By signing a statement of work or quote with Lean Layer, all signing parties and the entities they represent agree with the terms and conditions listed here. For the purposes of this agreement (the "Master Agreement"), the party receiving services will be referred to as the Customer (the " Customer") and Lean Layer and its affiliates will be referred to as "We", "Us", and "Lean Layer".

“Affiliate” means an entity that directly or indirectly (through one or more intermediaries) controls, is controlled by or under common control with a party.  Any Affiliate of either party may use this Master Agreement to incorporate its terms into a Statement of Work (as defined herein); provided that each Statement of Work remains a separate agreement.  In such case, all references to “Customer” hereunder will be deemed references to the applicable Affiliate for purposes of such Statement of Work.  Each party hereby consents to such Affiliates’ use of this Agreement as described above without further approval.   

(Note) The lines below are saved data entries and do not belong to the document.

//! # Recipe HTTP API
//!
//! Stateless axum handlers over a shared [`RecipeStore`]. Every response
//! uses the [`ApiEnvelope`](crate::types::ApiEnvelope) shape; store failures
//! are mapped to status codes in [`error`].
//!
//! ## Routes
//!
//! | Method | Path | Handler |
//! |---|---|---|
//! | GET | `/api/recipes` | [`handlers::list_recipes`] |
//! | POST | `/api/recipes` | [`handlers::create_recipe`] |
//! | GET | `/api/recipes/:id` | [`handlers::get_recipe`] |
//! | PUT | `/api/recipes/:id` | [`handlers::update_recipe`] |
//! | DELETE | `/api/recipes/:id` | [`handlers::delete_recipe`] |
//! | GET | `/health` | [`handlers::health`] |

use std::sync::Arc;

use axum::{
    http::{
        header::{AUTHORIZATION, CONTENT_TYPE},
        HeaderValue, Method,
    },
    routing::get,
    Router,
};
use tokio::net::TcpListener;
use tokio_util::sync::CancellationToken;
use tower_http::{
    cors::{AllowOrigin, CorsLayer},
    trace::TraceLayer,
};

use crate::store::RecipeStore;

pub mod error;
pub mod handlers;

pub use error::{ApiError, ApiResult};

#[derive(Clone)]
pub struct AppState {
    pub store: Arc<dyn RecipeStore>,
}

/// Builds the API router with CORS restricted to `allowed_origins`.
pub fn router(store: Arc<dyn RecipeStore>, allowed_origins: &[String]) -> Router {
    Router::new()
        .route("/health", get(handlers::health))
        .route(
            "/api/recipes",
            get(handlers::list_recipes).post(handlers::create_recipe),
        )
        .route(
            "/api/recipes/:id",
            get(handlers::get_recipe)
                .put(handlers::update_recipe)
                .delete(handlers::delete_recipe),
        )
        .fallback(handlers::route_not_found)
        .layer(TraceLayer::new_for_http())
        .layer(cors_layer(allowed_origins))
        .with_state(AppState { store })
}

fn cors_layer(allowed_origins: &[String]) -> CorsLayer {
    let origins: Vec<HeaderValue> = allowed_origins
        .iter()
        .filter_map(|origin| match origin.parse::<HeaderValue>() {
            Ok(value) => Some(value),
            Err(e) => {
                tracing::warn!("Ignoring invalid CORS origin '{}': {}", origin, e);
                None
            }
        })
        .collect();

    CorsLayer::new()
        .allow_origin(AllowOrigin::list(origins))
        .allow_methods([Method::GET, Method::POST, Method::PUT, Method::DELETE])
        .allow_headers([CONTENT_TYPE, AUTHORIZATION])
}

/// Serves `app` until `shutdown` is cancelled, then drains in-flight requests.
pub async fn serve(listener: TcpListener, app: Router, shutdown: CancellationToken) -> std::io::Result<()> {
    axum::serve(listener, app)
        .with_graceful_shutdown(async move { shutdown.cancelled().await })
        .await
}
use std::sync::Arc;

use recipe_catalog::config::{ServerConfig, StoreBackend};
use recipe_catalog::server;
use recipe_catalog::store::{InMemoryRecipeStore, MongoRecipeStore, RecipeStore};
use tokio::net::TcpListener;
use tokio_util::sync::CancellationToken;
use tracing_subscriber::{layer::SubscriberExt, util::SubscriberInitExt};

#[tokio::main]
async fn main() -> anyhow::Result<()> {
    // Initialize tracing
    tracing_subscriber::registry()
        .with(
            tracing_subscriber::EnvFilter::try_from_default_env()
                .unwrap_or_else(|_| "info".to_string().into()),
        )
        .with(tracing_subscriber::fmt::layer())
        .init();

    let config = ServerConfig::from_env()?;

    let store: Arc<dyn RecipeStore> = match &config.store {
        StoreBackend::Mongo { uri, database } => {
            match MongoRecipeStore::connect(uri, database.as_deref()).await {
                Ok(store) => Arc::new(store),
                Err(e) => {
                    tracing::error!("MongoDB connection error: {}", e);
                    tracing::error!("Please verify MONGO_URI points at a reachable MongoDB server");
                    std::process::exit(1);
                }
            }
        }
        StoreBackend::Memory => {
            tracing::warn!("Using in-memory recipe store; data is lost on shutdown");
            Arc::new(InMemoryRecipeStore::new())
        }
    };

    let app = server::router(store, &config.cors_origins);
    let listener = TcpListener::bind(config.bind_addr()).await?;
    tracing::info!("Recipe API listening on {}", listener.local_addr()?);

    let ct = CancellationToken::new();
    let server = tokio::spawn(server::serve(listener, app, ct.clone()));

    // Wait for Ctrl+C
    tokio::signal::ctrl_c().await?;
    tracing::info!("Shutting down...");
    ct.cancel();
    server.await??;

    Ok(())
}
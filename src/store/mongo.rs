//! MongoDB-backed recipe store.
//!
//! Recipes live in the `recipes` collection. A unique index on `title` is
//! ensured on connect; the database rejects colliding writes with error code
//! 11000, which surfaces as [`StoreError::DuplicateTitle`].

use async_trait::async_trait;
use chrono::{DateTime, Utc};
use futures::TryStreamExt;
use mongodb::{
    bson::{doc, oid::ObjectId},
    error::{ErrorKind, WriteFailure},
    options::{FindOneAndReplaceOptions, FindOptions, IndexOptions, ReturnDocument},
    Client, Collection, IndexModel,
};
use serde::{Deserialize, Serialize};

use super::{creation_timestamp, RecipeStore, StoreError, StoreResult};
use crate::types::{Recipe, RecipeFields, RecipeInput};
use crate::validation::validate_recipe;

pub const COLLECTION: &str = "recipes";
pub const DEFAULT_DATABASE: &str = "recipe-app";

const DUPLICATE_KEY_CODE: i32 = 11000;

/// Stored shape of a recipe.
#[derive(Debug, Clone, PartialEq, Serialize, Deserialize)]
#[serde(rename_all = "camelCase")]
struct RecipeDocument {
    #[serde(rename = "_id")]
    id: ObjectId,
    title: String,
    ingredients: Vec<String>,
    instructions: Vec<String>,
    #[serde(default, skip_serializing_if = "Option::is_none")]
    cooking_time: Option<u32>,
    #[serde(default, skip_serializing_if = "Option::is_none")]
    servings: Option<u32>,
    #[serde(default, skip_serializing_if = "Option::is_none")]
    image_url: Option<String>,
    #[serde(with = "mongodb::bson::serde_helpers::chrono_datetime_as_bson_datetime")]
    created_at: DateTime<Utc>,
}

impl RecipeDocument {
    fn new(id: ObjectId, fields: RecipeFields, created_at: DateTime<Utc>) -> Self {
        Self {
            id,
            title: fields.title,
            ingredients: fields.ingredients,
            instructions: fields.instructions,
            cooking_time: fields.cooking_time,
            servings: fields.servings,
            image_url: fields.image_url,
            created_at,
        }
    }
}

impl From<RecipeDocument> for Recipe {
    fn from(document: RecipeDocument) -> Self {
        Recipe {
            id: document.id.to_hex(),
            title: document.title,
            ingredients: document.ingredients,
            instructions: document.instructions,
            cooking_time: document.cooking_time,
            servings: document.servings,
            image_url: document.image_url,
            created_at: document.created_at,
        }
    }
}

pub struct MongoRecipeStore {
    collection: Collection<RecipeDocument>,
}

impl MongoRecipeStore {
    /// Connects, verifies the server answers, and ensures the title index.
    ///
    /// When `database` is `None` the database named in the connection string
    /// is used, falling back to [`DEFAULT_DATABASE`].
    pub async fn connect(uri: &str, database: Option<&str>) -> StoreResult<Self> {
        tracing::debug!("Connecting to MongoDB");
        let client = Client::with_uri_str(uri).await.map_err(unavailable)?;

        let database = match database {
            Some(name) => client.database(name),
            None => client
                .default_database()
                .unwrap_or_else(|| client.database(DEFAULT_DATABASE)),
        };

        database
            .run_command(doc! { "ping": 1 }, None)
            .await
            .map_err(unavailable)?;
        tracing::info!("MongoDB connected, using database '{}'", database.name());

        let store = Self {
            collection: database.collection::<RecipeDocument>(COLLECTION),
        };
        store.ensure_title_index().await?;
        Ok(store)
    }

    async fn ensure_title_index(&self) -> StoreResult<()> {
        let options = IndexOptions::builder().unique(true).build();
        let model = IndexModel::builder()
            .keys(doc! { "title": 1 })
            .options(options)
            .build();

        self.collection
            .create_index(model, None)
            .await
            .map_err(unavailable)?;
        Ok(())
    }

    /// Removes every recipe. Intended for test fixtures.
    pub async fn clear(&self) -> StoreResult<()> {
        self.collection
            .delete_many(doc! {}, None)
            .await
            .map_err(unavailable)?;
        Ok(())
    }
}

#[async_trait]
impl RecipeStore for MongoRecipeStore {
    async fn find(&self) -> StoreResult<Vec<Recipe>> {
        let options = FindOptions::builder().sort(doc! { "_id": 1 }).build();
        let documents: Vec<RecipeDocument> = self
            .collection
            .find(None, options)
            .await
            .map_err(unavailable)?
            .try_collect()
            .await
            .map_err(unavailable)?;

        Ok(documents.into_iter().map(Recipe::from).collect())
    }

    async fn find_by_id(&self, id: &str) -> StoreResult<Option<Recipe>> {
        let Some(object_id) = parse_id(id) else {
            return Ok(None);
        };

        let document = self
            .collection
            .find_one(doc! { "_id": object_id }, None)
            .await
            .map_err(unavailable)?;
        Ok(document.map(Recipe::from))
    }

    async fn create(&self, input: RecipeInput) -> StoreResult<Recipe> {
        let fields = validate_recipe(&input).map_err(StoreError::Validation)?;
        let document = RecipeDocument::new(ObjectId::new(), fields, creation_timestamp());

        self.collection
            .insert_one(&document, None)
            .await
            .map_err(write_error)?;
        Ok(document.into())
    }

    async fn find_by_id_and_update(&self, id: &str, input: RecipeInput) -> StoreResult<Option<Recipe>> {
        let fields = validate_recipe(&input).map_err(StoreError::Validation)?;
        let Some(object_id) = parse_id(id) else {
            return Ok(None);
        };

        let Some(existing) = self
            .collection
            .find_one(doc! { "_id": object_id }, None)
            .await
            .map_err(unavailable)?
        else {
            return Ok(None);
        };

        let replacement = RecipeDocument::new(object_id, fields, existing.created_at);
        let options = FindOneAndReplaceOptions::builder()
            .return_document(ReturnDocument::After)
            .build();

        let updated = self
            .collection
            .find_one_and_replace(doc! { "_id": object_id }, &replacement, options)
            .await
            .map_err(write_error)?;
        Ok(updated.map(Recipe::from))
    }

    async fn delete_by_id(&self, id: &str) -> StoreResult<Option<Recipe>> {
        let Some(object_id) = parse_id(id) else {
            return Ok(None);
        };

        let removed = self
            .collection
            .find_one_and_delete(doc! { "_id": object_id }, None)
            .await
            .map_err(unavailable)?;
        Ok(removed.map(Recipe::from))
    }
}

fn parse_id(id: &str) -> Option<ObjectId> {
    ObjectId::parse_str(id).ok()
}

fn unavailable(error: mongodb::error::Error) -> StoreError {
    tracing::error!("MongoDB operation failed: {}", error);
    StoreError::Unavailable(Box::new(error))
}

fn write_error(error: mongodb::error::Error) -> StoreError {
    if is_duplicate_key(&error) {
        StoreError::DuplicateTitle
    } else {
        unavailable(error)
    }
}

fn is_duplicate_key(error: &mongodb::error::Error) -> bool {
    match error.kind.as_ref() {
        ErrorKind::Write(WriteFailure::WriteError(write_error)) => {
            write_error.code == DUPLICATE_KEY_CODE
        }
        ErrorKind::Command(command_error) => command_error.code == DUPLICATE_KEY_CODE,
        _ => false,
    }
}
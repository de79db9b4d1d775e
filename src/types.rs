//! Type definitions shared by the recipe API and its client.
//!
//! ## Key Types
//!
//! - [`Recipe`] - A stored recipe as it appears on the wire
//! - [`RecipeInput`] - A candidate recipe submitted for create or update
//! - [`RecipeFields`] - A candidate that has passed validation and been normalized
//! - [`ApiEnvelope`] - The `{success, data|error}` wrapper used by every response
//!
//! ## Wire Format
//!
//! Field names are camelCase and the identifier is emitted as `_id`, the
//! document database's native key.

use chrono::{DateTime, Utc};
use serde::{Deserialize, Serialize};

/// A recipe record held by the store.
#[derive(Debug, Clone, PartialEq, Eq, Serialize, Deserialize)]
#[serde(rename_all = "camelCase")]
pub struct Recipe {
    /// Store-assigned identifier (24-char hex object id)
    #[serde(rename = "_id")]
    pub id: String,
    /// Unique, trimmed title
    pub title: String,
    /// Ingredient lines, in order
    pub ingredients: Vec<String>,
    /// Instruction steps, in order
    pub instructions: Vec<String>,
    /// Cooking time in minutes
    #[serde(default, skip_serializing_if = "Option::is_none")]
    pub cooking_time: Option<u32>,
    /// Number of servings
    #[serde(default, skip_serializing_if = "Option::is_none")]
    pub servings: Option<u32>,
    /// HTTP(S) image location
    #[serde(default, skip_serializing_if = "Option::is_none")]
    pub image_url: Option<String>,
    /// Set once on insert
    pub created_at: DateTime<Utc>,
}

impl Recipe {
    /// Builds a record from validated fields.
    pub fn from_fields(id: String, fields: RecipeFields, created_at: DateTime<Utc>) -> Self {
        Self {
            id,
            title: fields.title,
            ingredients: fields.ingredients,
            instructions: fields.instructions,
            cooking_time: fields.cooking_time,
            servings: fields.servings,
            image_url: fields.image_url,
            created_at,
        }
    }
}

/// Candidate recipe payload for create and update requests.
///
/// Every field is optional at the type level so that a missing field is
/// reported as a validation message instead of a decoding failure. Unknown
/// keys (such as `_id` or `createdAt` echoed back by a client) are ignored.
#[derive(Debug, Clone, Default, PartialEq, Eq, Serialize, Deserialize)]
#[serde(rename_all = "camelCase")]
pub struct RecipeInput {
    #[serde(default, skip_serializing_if = "Option::is_none")]
    pub title: Option<String>,
    #[serde(default, skip_serializing_if = "Option::is_none")]
    pub ingredients: Option<Vec<String>>,
    #[serde(default, skip_serializing_if = "Option::is_none")]
    pub instructions: Option<Vec<String>>,
    #[serde(default, skip_serializing_if = "Option::is_none")]
    pub cooking_time: Option<i64>,
    #[serde(default, skip_serializing_if = "Option::is_none")]
    pub servings: Option<i64>,
    #[serde(default, skip_serializing_if = "Option::is_none")]
    pub image_url: Option<String>,
}

impl From<&Recipe> for RecipeInput {
    fn from(recipe: &Recipe) -> Self {
        Self {
            title: Some(recipe.title.clone()),
            ingredients: Some(recipe.ingredients.clone()),
            instructions: Some(recipe.instructions.clone()),
            cooking_time: recipe.cooking_time.map(i64::from),
            servings: recipe.servings.map(i64::from),
            image_url: recipe.image_url.clone(),
        }
    }
}

/// A candidate that satisfied every recipe constraint.
///
/// Produced only by [`crate::validation::validate_recipe`]; titles and list
/// entries are already trimmed.
#[derive(Debug, Clone, PartialEq, Eq)]
pub struct RecipeFields {
    pub title: String,
    pub ingredients: Vec<String>,
    pub instructions: Vec<String>,
    pub cooking_time: Option<u32>,
    pub servings: Option<u32>,
    pub image_url: Option<String>,
}

/// Response wrapper used by every API endpoint.
#[derive(Debug, Serialize, Deserialize)]
pub struct ApiEnvelope<T> {
    pub success: bool,
    #[serde(skip_serializing_if = "Option::is_none")]
    pub data: Option<T>,
    #[serde(default, skip_serializing_if = "Option::is_none")]
    pub error: Option<ErrorDetail>,
}

impl<T> ApiEnvelope<T> {
    pub fn ok(data: T) -> Self {
        Self {
            success: true,
            data: Some(data),
            error: None,
        }
    }

    pub fn failure(error: ErrorDetail) -> Self {
        Self {
            success: false,
            data: None,
            error: Some(error),
        }
    }
}

/// Error payload: a single message, or one message per violated field rule.
#[derive(Debug, Clone, PartialEq, Eq, Serialize, Deserialize)]
#[serde(untagged)]
pub enum ErrorDetail {
    Message(String),
    Messages(Vec<String>),
}

impl ErrorDetail {
    pub fn into_messages(self) -> Vec<String> {
        match self {
            ErrorDetail::Message(message) => vec![message],
            ErrorDetail::Messages(messages) => messages,
        }
    }
}

/// Empty object payload returned by a successful delete (`"data": {}`).
#[derive(Debug, Clone, Copy, Default, PartialEq, Eq, Serialize, Deserialize)]
pub struct Empty {}
//! Lifecycle management subsystem.
//!
//! # Data Flow
//! ```text
//! Cmd::init:
//!     Apply options → Parse flags → startup::bootstrap → Action
//!
//! startup::bootstrap:
//!     Logging → Broker → Registry → Selector → Transport → Server → Client
//!     → defaults::publish
//! ```
//!
//! # Design Decisions
//! - Ordered startup: the selector needs the resolved registry
//! - Fail fast: any bootstrap error aborts before the action runs
//! - Runs once per process; nothing here is retried

pub mod startup;

pub use startup::{bootstrap, resolve, BootstrapReport, Bootstrapped, KindOutcome, Resolution};
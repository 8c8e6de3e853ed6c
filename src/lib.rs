//! Service bootstrap library.
//!
//! Turns command-line flags and `MICRO_*` environment variables into the
//! process-wide broker, registry, selector, transport, server and client,
//! constructed in dependency order before the application's action runs.
//!
//! ```no_run
//! use micro_bootstrap::{options, Cmd};
//!
//! let mut cmd = Cmd::new([options::name("go.micro.srv.greeter"), options::version("1.0.0")])
//!     .action(|ctx| {
//!         let server = ctx.defaults().server.as_ref().expect("server is always built");
//!         println!("serving {}", server.info().name);
//!         Ok(())
//!     });
//! cmd.init(Vec::new());
//! ```

// Configuration and flags
pub mod config;

// Components and their process-wide slots
pub mod components;
pub mod defaults;

// Startup
pub mod cmd;
pub mod error;
pub mod lifecycle;
pub mod observability;

#[cfg(test)]
mod test_support;

pub use cmd::{init, Cmd, Context};
pub use config::options;
pub use config::{Flags, LogFlags, Opt, Options};
pub use defaults::Defaults;
pub use error::{BootstrapError, CmdError};
pub use lifecycle::{BootstrapReport, Bootstrapped, Resolution};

“Purpose” means Lean Layer’s provision of the Consulting Services (as defined herein) to Customer.

CONFIDENTIALITY

Confidential Information. The parties agree that all information disclosed by the disclosing party to the receiving party other than Lean Layer’s deliverables to Customer pursuant to the Consulting Services, whether in oral form, visual form or in writing, including but not limited to, all specifications, formulas, prototypes, computer programs and any and all records, data, ideas, methods, techniques, processes and projections, plans, marketing information, materials, financial statements, memoranda, analyses, notes, legal documents and other data and information (in whatever form), as well as improvements, patents (whether pending or duly registered) and any know-how related thereto, relating to the disclosing party and information learned by the receiving party from the disclosing party through the inspection of the disclosing party’s property, that relates to disclosing party’s products, designs, business plans, business opportunities, finances, research, development, know-how, personnel, or third-party confidential information will be considered and referred to collectively in this Master Agreement as “Confidential Information”. Confidential Information shall not include information that: (i) is now or subsequently becomes generally available in the public domain through no fault or breach on the part of the receiving party; (ii) the receiving party can demonstrate in its written records to have had rightfully in its possession prior to the disclosure of the Confidential Information by the disclosing party; (iii) the receiving party rightfully obtains from a third party who has the right to transfer or disclose it, without default or breach of the Master Agreement and any Statement of Work currently in effect; or (iv) the receiving party can demonstrate in its written records to have independently developed, without breach of this Agreement and/or any use of the Confidential Information. Notwithstanding the above, Confidential Information may be disclosed pursuant to the order or requirement of a court, administrative agency or other governmental body; provided, however, that the receiving party shall make the best effort to provide prompt notice of such court order or requirement to the disclosing party to enable the disclosing party to seek a protective order or otherwise prevent or restrict such disclosure.  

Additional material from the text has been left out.